___ Data to process

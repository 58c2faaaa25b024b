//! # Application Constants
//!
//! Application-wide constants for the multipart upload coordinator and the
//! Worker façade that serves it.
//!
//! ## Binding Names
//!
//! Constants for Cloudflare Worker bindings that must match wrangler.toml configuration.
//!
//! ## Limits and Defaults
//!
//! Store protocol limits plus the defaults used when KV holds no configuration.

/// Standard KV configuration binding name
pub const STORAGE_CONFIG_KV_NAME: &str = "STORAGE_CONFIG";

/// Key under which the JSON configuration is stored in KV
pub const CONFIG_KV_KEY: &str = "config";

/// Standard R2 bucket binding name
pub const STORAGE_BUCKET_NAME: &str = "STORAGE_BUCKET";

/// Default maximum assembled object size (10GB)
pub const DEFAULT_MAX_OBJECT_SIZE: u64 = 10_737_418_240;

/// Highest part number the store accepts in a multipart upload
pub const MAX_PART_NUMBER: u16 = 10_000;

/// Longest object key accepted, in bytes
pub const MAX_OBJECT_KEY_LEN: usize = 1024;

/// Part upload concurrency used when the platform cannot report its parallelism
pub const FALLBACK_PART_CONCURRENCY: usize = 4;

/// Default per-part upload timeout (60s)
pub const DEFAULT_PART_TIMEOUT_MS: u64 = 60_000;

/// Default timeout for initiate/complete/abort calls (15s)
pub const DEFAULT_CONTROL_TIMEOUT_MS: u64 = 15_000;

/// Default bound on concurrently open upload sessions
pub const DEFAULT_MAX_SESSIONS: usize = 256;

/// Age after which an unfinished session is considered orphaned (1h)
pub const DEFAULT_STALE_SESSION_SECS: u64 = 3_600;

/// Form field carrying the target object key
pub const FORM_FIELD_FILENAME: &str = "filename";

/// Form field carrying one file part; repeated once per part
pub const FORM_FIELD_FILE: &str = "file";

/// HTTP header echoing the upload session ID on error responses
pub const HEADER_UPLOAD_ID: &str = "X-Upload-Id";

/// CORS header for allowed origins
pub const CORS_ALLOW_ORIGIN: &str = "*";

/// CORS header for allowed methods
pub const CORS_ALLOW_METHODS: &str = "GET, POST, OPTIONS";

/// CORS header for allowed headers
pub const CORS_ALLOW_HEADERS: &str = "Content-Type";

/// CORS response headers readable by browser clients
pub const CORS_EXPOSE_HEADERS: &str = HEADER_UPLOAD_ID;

______
___ Data to process

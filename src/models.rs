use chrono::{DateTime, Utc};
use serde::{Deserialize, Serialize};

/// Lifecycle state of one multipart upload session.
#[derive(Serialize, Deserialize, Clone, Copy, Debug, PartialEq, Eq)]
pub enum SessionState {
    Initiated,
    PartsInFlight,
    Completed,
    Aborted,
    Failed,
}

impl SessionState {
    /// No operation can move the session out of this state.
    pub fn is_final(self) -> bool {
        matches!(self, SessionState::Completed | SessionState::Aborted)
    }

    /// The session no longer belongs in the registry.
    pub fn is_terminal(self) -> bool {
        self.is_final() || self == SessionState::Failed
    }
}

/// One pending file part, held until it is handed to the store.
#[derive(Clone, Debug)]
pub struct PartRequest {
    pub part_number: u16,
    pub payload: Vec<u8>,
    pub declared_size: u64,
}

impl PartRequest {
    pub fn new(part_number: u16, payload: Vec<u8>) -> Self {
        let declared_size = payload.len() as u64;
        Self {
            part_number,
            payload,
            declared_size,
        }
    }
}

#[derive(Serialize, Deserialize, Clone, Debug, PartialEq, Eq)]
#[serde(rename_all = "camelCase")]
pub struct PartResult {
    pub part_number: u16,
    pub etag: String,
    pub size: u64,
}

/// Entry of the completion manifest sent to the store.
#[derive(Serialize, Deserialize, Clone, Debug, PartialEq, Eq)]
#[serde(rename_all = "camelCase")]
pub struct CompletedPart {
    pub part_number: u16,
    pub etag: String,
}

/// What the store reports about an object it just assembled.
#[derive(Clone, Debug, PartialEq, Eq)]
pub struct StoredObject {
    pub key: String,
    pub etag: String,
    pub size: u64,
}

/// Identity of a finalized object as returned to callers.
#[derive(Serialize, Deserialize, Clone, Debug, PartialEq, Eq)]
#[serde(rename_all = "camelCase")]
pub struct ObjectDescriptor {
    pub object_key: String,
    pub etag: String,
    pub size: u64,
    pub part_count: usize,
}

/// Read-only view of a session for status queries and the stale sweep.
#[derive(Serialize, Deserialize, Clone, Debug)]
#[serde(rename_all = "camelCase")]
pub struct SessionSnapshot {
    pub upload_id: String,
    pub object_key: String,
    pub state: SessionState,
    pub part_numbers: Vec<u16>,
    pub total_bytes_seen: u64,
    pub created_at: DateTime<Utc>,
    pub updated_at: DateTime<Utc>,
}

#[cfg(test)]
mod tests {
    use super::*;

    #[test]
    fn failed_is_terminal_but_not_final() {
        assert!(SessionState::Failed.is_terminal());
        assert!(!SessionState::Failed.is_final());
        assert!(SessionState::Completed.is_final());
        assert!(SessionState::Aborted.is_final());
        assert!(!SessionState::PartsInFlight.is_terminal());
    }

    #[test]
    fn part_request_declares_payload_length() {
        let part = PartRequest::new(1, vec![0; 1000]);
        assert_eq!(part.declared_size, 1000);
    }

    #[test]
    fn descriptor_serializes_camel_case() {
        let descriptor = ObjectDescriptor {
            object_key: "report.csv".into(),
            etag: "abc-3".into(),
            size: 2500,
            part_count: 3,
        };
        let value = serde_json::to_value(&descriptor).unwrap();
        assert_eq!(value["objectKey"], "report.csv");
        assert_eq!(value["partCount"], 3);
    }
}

______

**Aim of the task**: Go line by line through the records above and copy each one containing "PartRequest".

**Your response**:
pub struct PartRequest {
impl PartRequest {
        let part = PartRequest::new(1, vec![0; 1000]);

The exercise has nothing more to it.